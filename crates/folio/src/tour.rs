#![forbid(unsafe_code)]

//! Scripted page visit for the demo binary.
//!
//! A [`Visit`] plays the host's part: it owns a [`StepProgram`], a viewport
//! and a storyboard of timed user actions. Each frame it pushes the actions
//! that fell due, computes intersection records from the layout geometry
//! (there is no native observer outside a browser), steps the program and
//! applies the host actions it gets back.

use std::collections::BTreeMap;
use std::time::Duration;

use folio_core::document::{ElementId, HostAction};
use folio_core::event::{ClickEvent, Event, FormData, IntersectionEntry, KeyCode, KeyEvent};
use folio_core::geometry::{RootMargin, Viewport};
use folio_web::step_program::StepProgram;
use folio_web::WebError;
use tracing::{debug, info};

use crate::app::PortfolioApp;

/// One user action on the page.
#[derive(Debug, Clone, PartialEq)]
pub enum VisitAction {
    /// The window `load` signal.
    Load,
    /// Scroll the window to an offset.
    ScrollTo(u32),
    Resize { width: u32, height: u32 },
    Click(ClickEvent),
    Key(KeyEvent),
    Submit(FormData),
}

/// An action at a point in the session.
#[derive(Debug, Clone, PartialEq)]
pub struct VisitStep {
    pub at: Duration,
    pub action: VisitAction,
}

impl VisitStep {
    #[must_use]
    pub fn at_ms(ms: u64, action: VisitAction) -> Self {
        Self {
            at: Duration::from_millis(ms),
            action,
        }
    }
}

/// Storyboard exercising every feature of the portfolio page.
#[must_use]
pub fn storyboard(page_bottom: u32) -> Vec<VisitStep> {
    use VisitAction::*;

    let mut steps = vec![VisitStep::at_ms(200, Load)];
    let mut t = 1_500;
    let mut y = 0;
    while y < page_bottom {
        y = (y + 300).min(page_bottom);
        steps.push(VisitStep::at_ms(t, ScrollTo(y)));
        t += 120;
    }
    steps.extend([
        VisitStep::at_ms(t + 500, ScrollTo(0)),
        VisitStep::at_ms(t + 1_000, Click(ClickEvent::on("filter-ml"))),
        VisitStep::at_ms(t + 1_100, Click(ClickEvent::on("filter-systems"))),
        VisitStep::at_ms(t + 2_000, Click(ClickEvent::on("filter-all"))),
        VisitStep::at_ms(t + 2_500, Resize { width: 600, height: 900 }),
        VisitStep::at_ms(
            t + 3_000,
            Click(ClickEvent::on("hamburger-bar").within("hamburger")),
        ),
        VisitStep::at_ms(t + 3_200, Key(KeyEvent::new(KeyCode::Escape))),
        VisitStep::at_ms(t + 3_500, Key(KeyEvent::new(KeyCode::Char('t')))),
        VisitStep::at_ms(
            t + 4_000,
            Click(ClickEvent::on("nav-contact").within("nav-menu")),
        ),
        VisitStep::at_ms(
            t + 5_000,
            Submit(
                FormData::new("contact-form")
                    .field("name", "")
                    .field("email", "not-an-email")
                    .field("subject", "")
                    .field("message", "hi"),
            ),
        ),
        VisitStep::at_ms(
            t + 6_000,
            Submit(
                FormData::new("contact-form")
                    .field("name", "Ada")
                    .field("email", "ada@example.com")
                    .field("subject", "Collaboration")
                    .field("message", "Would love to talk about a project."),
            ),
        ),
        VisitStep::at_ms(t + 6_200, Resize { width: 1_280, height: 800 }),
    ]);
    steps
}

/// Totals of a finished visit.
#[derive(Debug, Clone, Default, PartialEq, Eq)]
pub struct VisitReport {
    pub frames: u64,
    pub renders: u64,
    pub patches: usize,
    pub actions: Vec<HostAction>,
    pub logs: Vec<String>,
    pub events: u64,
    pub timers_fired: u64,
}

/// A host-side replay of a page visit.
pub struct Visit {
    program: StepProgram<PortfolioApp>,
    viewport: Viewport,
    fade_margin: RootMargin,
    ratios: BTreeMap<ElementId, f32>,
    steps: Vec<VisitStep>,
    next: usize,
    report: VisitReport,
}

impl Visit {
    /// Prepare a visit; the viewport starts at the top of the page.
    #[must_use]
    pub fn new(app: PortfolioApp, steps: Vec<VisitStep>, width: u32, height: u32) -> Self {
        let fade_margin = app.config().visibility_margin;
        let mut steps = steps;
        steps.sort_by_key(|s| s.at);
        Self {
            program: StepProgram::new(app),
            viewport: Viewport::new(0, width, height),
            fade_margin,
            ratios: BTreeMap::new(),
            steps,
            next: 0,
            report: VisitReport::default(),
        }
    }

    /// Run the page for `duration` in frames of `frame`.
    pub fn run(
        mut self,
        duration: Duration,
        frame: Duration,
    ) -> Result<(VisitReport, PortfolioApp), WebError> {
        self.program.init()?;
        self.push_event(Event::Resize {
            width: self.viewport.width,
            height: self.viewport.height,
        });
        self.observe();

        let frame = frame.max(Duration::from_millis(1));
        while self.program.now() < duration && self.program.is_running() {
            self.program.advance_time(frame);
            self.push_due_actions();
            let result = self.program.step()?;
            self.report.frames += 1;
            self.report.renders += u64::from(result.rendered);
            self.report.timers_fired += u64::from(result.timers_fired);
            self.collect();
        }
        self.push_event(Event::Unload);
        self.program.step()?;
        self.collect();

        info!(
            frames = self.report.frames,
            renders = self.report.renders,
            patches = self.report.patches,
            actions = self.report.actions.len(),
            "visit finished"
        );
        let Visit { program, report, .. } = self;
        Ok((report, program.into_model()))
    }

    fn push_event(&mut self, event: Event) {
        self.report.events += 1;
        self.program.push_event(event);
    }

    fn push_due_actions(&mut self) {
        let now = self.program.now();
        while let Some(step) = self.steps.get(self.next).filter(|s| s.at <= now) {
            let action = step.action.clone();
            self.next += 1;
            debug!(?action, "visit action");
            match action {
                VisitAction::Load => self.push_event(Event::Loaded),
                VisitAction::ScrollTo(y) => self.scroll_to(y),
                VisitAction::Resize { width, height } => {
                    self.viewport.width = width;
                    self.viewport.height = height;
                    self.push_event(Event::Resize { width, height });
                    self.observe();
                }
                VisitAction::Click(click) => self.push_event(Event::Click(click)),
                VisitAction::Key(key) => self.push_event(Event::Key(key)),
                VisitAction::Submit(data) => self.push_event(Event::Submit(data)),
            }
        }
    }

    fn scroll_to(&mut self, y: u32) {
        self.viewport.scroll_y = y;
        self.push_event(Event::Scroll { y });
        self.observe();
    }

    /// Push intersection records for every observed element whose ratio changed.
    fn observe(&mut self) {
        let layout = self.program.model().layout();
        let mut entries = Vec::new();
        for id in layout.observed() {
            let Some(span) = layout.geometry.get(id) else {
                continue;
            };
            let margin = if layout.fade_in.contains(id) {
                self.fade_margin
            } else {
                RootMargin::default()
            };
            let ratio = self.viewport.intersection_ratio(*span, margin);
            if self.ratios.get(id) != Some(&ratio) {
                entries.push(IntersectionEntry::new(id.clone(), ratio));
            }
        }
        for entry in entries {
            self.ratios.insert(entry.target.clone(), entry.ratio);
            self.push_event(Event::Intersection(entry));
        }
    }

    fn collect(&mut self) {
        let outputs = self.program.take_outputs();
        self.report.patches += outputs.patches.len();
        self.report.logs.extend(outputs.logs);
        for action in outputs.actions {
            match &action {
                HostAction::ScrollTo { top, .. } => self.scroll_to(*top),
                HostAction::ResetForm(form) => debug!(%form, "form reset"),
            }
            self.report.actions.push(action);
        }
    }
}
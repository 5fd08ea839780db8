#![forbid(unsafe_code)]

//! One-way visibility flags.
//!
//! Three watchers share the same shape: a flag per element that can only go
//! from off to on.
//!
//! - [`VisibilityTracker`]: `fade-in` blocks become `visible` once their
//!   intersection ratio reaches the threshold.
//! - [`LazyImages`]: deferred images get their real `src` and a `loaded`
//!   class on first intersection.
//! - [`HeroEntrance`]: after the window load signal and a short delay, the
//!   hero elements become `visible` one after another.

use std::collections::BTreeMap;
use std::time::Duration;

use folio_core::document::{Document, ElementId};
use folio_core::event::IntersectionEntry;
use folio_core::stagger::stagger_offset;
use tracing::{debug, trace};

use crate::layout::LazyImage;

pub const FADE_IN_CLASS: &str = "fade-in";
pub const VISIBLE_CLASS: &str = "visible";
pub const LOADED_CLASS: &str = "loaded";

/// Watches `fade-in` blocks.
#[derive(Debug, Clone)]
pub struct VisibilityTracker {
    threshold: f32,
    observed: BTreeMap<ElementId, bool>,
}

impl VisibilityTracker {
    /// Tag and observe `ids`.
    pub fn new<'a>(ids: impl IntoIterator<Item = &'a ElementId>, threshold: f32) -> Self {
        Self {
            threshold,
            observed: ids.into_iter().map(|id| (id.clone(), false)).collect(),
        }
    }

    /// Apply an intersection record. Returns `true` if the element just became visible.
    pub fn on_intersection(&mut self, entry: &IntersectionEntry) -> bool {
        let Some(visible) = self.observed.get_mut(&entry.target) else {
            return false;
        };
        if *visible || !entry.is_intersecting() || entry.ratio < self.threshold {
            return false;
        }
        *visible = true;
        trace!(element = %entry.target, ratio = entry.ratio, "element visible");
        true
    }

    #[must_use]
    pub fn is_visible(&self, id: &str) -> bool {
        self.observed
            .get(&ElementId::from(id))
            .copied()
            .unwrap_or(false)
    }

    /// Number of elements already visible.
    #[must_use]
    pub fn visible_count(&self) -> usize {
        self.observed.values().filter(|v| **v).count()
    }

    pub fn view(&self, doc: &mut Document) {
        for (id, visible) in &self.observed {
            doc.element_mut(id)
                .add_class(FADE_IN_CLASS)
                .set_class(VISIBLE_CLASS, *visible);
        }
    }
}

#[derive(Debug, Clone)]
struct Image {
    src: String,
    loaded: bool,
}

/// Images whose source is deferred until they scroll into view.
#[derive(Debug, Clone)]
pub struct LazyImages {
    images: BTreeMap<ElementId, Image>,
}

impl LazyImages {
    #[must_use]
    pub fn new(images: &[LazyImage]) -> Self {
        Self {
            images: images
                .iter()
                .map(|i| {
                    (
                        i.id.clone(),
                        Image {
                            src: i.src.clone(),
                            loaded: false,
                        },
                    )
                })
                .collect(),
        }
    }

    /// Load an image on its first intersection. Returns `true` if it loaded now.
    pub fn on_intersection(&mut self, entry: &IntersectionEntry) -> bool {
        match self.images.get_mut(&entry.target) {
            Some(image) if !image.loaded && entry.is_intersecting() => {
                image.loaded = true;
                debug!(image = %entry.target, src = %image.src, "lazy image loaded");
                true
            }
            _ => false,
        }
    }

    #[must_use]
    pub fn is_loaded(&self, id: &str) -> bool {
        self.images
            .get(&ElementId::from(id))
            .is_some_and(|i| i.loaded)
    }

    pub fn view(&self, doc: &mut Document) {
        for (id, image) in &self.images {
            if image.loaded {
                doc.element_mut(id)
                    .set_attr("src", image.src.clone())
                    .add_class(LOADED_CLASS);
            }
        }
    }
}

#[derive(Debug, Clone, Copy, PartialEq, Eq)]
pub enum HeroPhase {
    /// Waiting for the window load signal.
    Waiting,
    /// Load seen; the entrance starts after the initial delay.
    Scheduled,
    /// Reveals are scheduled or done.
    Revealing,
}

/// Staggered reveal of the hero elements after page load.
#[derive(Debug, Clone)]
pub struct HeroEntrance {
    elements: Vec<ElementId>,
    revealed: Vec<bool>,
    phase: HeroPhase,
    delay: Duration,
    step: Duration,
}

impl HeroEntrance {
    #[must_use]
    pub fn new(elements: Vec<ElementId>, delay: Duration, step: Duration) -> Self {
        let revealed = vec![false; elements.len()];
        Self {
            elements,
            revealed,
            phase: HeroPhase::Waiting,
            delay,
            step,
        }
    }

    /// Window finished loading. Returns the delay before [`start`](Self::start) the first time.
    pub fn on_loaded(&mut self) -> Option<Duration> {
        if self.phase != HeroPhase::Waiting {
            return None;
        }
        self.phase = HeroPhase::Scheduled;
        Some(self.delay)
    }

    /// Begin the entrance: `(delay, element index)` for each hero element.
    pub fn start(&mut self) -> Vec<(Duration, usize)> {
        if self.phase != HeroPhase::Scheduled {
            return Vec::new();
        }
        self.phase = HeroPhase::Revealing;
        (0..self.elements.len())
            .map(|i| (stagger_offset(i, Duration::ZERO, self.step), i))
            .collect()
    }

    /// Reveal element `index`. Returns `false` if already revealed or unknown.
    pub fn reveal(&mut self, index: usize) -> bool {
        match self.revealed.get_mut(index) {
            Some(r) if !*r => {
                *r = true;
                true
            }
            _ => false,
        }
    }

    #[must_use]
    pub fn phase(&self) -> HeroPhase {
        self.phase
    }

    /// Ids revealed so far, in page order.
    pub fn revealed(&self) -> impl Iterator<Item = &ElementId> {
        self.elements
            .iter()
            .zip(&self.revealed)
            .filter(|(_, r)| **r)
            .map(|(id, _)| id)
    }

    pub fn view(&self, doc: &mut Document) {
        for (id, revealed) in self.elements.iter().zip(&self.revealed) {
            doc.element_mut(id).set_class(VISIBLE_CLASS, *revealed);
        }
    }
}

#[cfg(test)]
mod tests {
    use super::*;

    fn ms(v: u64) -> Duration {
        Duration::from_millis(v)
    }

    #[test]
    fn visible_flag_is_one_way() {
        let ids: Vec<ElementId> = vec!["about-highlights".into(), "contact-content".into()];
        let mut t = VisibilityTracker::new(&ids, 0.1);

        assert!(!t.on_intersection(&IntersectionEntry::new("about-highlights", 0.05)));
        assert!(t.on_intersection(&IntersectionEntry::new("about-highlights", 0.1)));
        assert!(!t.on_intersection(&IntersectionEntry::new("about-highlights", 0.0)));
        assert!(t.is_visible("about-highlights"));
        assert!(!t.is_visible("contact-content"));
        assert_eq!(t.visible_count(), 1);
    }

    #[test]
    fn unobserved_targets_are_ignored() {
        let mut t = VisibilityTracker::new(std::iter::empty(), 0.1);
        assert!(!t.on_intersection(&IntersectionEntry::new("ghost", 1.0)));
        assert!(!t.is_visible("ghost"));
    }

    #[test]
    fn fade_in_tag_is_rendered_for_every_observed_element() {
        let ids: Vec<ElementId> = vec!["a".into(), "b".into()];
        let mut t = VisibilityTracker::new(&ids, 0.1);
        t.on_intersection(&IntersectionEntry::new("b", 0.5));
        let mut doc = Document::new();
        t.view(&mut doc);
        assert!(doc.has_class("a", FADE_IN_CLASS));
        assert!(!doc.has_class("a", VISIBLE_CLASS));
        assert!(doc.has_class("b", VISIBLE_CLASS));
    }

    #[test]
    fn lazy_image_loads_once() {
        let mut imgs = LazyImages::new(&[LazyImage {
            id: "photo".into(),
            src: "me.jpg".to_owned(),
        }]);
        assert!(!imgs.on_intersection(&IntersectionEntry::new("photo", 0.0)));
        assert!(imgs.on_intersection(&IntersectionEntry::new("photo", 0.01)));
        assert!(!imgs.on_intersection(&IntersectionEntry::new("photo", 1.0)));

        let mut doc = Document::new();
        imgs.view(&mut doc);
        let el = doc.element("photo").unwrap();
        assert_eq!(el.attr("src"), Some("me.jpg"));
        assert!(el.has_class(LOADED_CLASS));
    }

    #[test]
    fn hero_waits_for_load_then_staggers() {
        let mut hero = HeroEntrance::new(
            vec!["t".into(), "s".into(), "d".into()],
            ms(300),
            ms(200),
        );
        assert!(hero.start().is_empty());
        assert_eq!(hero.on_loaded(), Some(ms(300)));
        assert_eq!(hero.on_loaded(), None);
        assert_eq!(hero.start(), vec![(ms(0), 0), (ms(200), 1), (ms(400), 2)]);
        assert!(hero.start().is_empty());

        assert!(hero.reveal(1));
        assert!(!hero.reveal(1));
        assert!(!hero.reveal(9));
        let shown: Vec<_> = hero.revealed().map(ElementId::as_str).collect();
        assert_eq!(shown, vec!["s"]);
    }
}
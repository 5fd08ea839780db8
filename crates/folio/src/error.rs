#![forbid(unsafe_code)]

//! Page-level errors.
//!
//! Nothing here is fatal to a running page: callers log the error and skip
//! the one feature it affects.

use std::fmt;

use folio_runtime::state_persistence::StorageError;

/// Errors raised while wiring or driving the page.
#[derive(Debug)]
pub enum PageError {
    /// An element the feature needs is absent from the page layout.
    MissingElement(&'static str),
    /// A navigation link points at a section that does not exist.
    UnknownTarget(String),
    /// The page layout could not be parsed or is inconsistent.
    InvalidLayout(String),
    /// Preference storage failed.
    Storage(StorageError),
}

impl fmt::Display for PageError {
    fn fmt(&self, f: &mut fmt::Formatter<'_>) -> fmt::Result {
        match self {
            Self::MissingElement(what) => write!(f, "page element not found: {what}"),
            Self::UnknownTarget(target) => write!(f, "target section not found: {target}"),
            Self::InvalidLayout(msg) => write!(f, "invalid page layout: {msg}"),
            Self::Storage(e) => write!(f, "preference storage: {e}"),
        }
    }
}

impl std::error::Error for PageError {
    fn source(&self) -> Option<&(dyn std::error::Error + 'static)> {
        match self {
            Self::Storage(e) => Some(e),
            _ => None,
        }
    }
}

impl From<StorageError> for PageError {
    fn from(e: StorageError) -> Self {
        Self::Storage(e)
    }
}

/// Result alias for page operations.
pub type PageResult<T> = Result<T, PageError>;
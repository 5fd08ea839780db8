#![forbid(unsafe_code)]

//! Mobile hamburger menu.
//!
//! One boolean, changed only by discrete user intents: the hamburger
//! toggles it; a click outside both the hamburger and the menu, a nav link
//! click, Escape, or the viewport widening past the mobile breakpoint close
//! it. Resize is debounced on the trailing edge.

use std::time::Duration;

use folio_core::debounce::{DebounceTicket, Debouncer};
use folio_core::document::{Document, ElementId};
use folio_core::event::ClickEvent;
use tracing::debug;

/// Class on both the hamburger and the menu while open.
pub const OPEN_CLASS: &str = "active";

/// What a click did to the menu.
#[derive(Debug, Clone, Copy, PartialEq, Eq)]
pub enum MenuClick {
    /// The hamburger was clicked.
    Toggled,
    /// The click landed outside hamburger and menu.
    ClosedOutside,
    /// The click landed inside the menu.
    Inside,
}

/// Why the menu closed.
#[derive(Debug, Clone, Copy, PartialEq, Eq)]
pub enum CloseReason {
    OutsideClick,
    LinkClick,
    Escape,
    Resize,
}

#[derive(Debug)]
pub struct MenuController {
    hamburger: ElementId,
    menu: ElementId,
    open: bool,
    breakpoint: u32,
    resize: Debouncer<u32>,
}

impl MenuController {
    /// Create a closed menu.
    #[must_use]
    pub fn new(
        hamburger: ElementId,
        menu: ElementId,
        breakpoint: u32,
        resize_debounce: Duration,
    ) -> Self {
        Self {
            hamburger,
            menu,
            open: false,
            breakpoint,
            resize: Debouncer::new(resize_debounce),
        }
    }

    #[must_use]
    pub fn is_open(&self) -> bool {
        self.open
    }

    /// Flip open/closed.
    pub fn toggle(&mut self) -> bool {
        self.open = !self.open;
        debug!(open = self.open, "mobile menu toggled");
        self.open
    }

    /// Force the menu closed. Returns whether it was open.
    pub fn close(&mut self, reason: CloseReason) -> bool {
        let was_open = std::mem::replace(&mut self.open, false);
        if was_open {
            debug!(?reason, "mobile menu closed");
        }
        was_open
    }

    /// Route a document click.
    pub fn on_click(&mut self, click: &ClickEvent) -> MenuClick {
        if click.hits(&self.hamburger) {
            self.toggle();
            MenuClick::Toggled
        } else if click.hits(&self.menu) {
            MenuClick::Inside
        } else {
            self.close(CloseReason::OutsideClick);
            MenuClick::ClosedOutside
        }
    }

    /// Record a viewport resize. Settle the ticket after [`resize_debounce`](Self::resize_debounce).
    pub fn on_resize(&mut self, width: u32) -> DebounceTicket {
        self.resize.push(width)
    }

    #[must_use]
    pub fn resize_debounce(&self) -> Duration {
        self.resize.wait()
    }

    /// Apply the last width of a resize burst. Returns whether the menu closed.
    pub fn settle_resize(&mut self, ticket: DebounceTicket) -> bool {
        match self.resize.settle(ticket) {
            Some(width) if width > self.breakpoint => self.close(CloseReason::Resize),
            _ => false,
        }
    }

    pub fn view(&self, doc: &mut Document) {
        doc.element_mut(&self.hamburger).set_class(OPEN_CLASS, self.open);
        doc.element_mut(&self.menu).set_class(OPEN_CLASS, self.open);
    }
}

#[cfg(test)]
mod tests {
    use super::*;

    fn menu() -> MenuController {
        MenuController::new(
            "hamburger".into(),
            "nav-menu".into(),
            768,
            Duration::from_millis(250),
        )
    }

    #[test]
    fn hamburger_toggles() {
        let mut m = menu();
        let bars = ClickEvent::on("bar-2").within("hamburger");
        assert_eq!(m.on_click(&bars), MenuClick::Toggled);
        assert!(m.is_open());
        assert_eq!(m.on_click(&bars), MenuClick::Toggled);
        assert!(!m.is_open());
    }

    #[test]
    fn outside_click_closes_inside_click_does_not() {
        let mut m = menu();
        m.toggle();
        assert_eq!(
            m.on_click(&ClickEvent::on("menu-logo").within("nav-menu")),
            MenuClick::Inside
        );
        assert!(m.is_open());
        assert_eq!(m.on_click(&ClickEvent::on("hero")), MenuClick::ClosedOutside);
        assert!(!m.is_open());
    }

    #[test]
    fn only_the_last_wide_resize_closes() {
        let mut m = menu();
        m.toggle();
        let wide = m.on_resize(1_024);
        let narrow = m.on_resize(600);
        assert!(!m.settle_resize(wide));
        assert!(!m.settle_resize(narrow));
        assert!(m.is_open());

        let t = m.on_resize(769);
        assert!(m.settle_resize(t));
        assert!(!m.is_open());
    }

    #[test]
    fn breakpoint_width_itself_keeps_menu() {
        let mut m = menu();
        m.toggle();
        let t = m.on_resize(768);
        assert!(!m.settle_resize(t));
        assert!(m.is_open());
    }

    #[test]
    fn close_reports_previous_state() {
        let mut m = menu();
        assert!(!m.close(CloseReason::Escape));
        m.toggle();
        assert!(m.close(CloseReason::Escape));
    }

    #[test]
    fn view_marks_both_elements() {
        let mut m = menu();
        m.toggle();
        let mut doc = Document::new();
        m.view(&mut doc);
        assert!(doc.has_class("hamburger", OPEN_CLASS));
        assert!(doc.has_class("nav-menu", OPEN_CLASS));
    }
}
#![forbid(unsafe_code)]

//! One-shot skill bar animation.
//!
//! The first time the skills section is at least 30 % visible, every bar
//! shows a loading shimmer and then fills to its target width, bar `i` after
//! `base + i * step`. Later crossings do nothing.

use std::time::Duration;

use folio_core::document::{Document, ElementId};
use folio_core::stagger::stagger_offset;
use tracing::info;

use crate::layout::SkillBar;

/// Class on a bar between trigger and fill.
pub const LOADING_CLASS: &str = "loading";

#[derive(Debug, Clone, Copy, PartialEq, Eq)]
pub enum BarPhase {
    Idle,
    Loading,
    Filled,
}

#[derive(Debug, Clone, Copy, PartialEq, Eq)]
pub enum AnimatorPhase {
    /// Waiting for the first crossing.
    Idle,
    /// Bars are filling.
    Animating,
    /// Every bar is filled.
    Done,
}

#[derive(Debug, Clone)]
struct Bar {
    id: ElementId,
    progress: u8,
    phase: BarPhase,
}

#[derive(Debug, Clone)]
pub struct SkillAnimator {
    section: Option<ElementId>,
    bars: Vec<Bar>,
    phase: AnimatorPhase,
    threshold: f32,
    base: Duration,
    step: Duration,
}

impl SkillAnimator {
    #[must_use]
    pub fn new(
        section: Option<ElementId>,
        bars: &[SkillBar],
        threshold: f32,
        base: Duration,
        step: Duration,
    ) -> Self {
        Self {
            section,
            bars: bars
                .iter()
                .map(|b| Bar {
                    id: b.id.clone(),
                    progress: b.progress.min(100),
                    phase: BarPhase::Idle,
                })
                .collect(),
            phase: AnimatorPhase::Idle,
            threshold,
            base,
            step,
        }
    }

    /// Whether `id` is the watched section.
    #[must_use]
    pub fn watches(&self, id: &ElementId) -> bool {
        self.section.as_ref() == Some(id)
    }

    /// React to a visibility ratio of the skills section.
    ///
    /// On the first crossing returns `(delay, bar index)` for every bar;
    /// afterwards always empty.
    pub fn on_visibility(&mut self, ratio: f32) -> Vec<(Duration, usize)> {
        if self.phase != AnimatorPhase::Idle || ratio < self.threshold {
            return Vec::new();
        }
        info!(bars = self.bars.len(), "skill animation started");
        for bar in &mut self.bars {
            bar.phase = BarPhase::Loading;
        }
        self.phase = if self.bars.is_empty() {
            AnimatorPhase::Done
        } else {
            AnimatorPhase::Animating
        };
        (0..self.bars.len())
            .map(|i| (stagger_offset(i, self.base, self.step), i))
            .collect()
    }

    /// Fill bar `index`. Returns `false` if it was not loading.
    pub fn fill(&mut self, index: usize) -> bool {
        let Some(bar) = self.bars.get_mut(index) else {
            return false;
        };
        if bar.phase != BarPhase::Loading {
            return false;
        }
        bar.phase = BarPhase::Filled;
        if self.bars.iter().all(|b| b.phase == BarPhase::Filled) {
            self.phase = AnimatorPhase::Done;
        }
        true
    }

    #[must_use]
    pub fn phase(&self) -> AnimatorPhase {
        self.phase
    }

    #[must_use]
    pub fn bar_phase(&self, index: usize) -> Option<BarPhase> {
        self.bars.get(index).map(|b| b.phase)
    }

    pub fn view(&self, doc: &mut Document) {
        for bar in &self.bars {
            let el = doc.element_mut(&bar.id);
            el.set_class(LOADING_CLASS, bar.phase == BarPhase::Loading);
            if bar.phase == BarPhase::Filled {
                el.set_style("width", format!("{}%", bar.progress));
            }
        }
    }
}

◆ ◆ ◆ ◆ ◆ ◆ ◆

### Problem to work on
Within the material above, output exactly the lines from the one with "self.phase = HeroPhase::Revealing;" through the one with "Some(r) if !*r", end lines included, and nothing besides.

### Solution to the problem
        self.phase = HeroPhase::Revealing;
        (0..self.elements.len())
            .map(|i| (stagger_offset(i, Duration::ZERO, self.step), i))
            .collect()
    }

    /// Reveal element `index`. Returns `false` if already revealed or unknown.
    pub fn reveal(&mut self, index: usize) -> bool {
        match self.revealed.get_mut(index) {
            Some(r) if !*r => {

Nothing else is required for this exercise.